* [Your assignment] A single number is the expected answer: the count of lines in the records below that contain "SameRack".

--*--

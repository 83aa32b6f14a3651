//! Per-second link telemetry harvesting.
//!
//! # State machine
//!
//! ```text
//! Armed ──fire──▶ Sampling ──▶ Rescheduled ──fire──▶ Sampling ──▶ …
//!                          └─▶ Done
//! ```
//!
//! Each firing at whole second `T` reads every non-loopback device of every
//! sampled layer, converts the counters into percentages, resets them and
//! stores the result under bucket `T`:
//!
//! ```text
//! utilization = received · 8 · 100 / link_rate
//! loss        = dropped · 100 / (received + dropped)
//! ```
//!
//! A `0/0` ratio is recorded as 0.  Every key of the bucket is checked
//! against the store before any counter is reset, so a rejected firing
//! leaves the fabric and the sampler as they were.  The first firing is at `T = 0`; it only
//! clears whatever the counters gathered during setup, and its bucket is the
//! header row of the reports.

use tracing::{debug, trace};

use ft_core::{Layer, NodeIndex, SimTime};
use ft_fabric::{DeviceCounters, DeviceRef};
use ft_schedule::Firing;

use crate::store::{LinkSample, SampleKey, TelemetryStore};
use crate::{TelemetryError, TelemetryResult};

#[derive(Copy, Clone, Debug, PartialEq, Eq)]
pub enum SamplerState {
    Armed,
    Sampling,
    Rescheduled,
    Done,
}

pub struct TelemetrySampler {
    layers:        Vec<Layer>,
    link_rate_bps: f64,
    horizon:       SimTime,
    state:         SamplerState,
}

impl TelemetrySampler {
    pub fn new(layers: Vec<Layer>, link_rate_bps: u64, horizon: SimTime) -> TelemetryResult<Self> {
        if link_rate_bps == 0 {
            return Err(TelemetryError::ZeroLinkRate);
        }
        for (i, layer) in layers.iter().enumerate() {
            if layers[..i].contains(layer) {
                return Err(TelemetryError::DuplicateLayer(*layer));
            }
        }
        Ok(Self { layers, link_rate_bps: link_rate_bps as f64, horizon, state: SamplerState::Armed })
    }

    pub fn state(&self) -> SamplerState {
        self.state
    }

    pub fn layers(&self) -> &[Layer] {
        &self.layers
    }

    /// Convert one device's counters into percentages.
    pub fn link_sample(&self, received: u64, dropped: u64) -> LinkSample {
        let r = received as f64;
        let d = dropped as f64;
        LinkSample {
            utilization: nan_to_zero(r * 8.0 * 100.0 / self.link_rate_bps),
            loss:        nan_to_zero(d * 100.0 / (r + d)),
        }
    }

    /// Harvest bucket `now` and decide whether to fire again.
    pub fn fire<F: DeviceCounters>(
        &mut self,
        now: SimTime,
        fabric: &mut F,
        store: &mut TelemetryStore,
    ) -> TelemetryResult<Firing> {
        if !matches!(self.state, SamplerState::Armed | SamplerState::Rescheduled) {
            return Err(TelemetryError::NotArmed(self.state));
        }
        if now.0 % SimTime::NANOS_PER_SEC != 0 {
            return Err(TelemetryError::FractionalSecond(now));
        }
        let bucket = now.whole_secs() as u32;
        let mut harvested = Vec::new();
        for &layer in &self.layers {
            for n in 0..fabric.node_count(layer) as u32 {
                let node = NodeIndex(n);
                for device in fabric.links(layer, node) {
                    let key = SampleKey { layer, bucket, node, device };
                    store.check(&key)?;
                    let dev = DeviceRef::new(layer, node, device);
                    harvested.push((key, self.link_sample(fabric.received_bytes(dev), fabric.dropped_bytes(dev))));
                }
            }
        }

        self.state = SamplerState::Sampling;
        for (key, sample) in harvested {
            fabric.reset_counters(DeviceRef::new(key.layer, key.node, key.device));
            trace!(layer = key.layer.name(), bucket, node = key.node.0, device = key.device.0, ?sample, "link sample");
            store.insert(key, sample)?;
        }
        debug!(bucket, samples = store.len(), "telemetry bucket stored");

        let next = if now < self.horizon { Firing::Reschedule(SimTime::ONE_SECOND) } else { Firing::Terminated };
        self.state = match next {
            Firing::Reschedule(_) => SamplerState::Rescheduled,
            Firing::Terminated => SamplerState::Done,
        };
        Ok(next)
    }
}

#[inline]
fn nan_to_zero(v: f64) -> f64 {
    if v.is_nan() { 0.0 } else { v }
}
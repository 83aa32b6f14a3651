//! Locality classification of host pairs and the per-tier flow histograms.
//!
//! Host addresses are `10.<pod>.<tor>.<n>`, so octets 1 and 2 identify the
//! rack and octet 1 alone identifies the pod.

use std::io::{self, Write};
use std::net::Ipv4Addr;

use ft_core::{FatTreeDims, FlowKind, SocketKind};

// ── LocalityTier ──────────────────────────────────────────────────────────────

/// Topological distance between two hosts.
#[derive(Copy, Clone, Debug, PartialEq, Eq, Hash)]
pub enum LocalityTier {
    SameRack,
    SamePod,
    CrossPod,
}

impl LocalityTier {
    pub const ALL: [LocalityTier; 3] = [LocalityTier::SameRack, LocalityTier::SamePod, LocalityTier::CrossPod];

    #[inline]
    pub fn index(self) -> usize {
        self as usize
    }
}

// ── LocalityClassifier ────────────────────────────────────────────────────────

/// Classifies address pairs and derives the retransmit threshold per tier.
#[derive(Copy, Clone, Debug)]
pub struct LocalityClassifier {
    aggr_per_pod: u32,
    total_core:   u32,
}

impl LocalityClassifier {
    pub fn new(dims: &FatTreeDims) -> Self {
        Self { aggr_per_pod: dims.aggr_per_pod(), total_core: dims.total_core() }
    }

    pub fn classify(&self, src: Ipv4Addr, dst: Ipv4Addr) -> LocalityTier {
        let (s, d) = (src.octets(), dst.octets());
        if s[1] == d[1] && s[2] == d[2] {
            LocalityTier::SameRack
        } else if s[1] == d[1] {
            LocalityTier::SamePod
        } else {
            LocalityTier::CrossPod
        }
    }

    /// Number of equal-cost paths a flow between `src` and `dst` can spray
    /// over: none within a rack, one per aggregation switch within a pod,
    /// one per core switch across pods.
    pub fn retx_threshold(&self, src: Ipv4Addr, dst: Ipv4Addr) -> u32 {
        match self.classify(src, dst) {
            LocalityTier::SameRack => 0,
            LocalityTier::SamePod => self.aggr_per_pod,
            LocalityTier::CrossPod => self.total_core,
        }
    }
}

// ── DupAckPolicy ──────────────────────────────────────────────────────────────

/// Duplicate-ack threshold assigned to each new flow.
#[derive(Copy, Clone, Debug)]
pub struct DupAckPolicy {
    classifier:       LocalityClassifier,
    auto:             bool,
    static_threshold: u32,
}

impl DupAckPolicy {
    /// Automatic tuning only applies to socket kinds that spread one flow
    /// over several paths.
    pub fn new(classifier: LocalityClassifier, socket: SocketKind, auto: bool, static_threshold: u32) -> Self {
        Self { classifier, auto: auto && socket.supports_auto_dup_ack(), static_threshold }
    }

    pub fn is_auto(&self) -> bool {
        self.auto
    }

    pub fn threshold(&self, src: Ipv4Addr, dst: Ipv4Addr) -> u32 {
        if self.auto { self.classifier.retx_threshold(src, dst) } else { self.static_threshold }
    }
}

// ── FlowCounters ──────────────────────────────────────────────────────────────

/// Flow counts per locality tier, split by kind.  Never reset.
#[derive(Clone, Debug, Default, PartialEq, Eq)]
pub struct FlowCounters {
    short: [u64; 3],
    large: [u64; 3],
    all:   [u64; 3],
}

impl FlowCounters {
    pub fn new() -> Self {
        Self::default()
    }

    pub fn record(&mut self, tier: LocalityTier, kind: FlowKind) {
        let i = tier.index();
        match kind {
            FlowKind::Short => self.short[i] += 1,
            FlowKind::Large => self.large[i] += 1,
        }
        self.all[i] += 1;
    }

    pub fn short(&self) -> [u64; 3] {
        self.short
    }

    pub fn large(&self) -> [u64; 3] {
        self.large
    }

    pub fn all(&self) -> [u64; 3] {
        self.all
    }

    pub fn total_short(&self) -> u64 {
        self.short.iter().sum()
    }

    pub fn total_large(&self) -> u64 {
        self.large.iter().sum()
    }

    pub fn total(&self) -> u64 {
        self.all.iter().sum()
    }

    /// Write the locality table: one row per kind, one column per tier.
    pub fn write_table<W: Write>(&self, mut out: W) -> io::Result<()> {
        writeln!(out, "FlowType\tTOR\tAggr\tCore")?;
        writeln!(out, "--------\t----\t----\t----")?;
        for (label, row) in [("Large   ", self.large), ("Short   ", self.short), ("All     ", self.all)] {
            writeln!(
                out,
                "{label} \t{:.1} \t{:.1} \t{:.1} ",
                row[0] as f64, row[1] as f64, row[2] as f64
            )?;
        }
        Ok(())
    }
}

--*--

* [Finished exercise] 4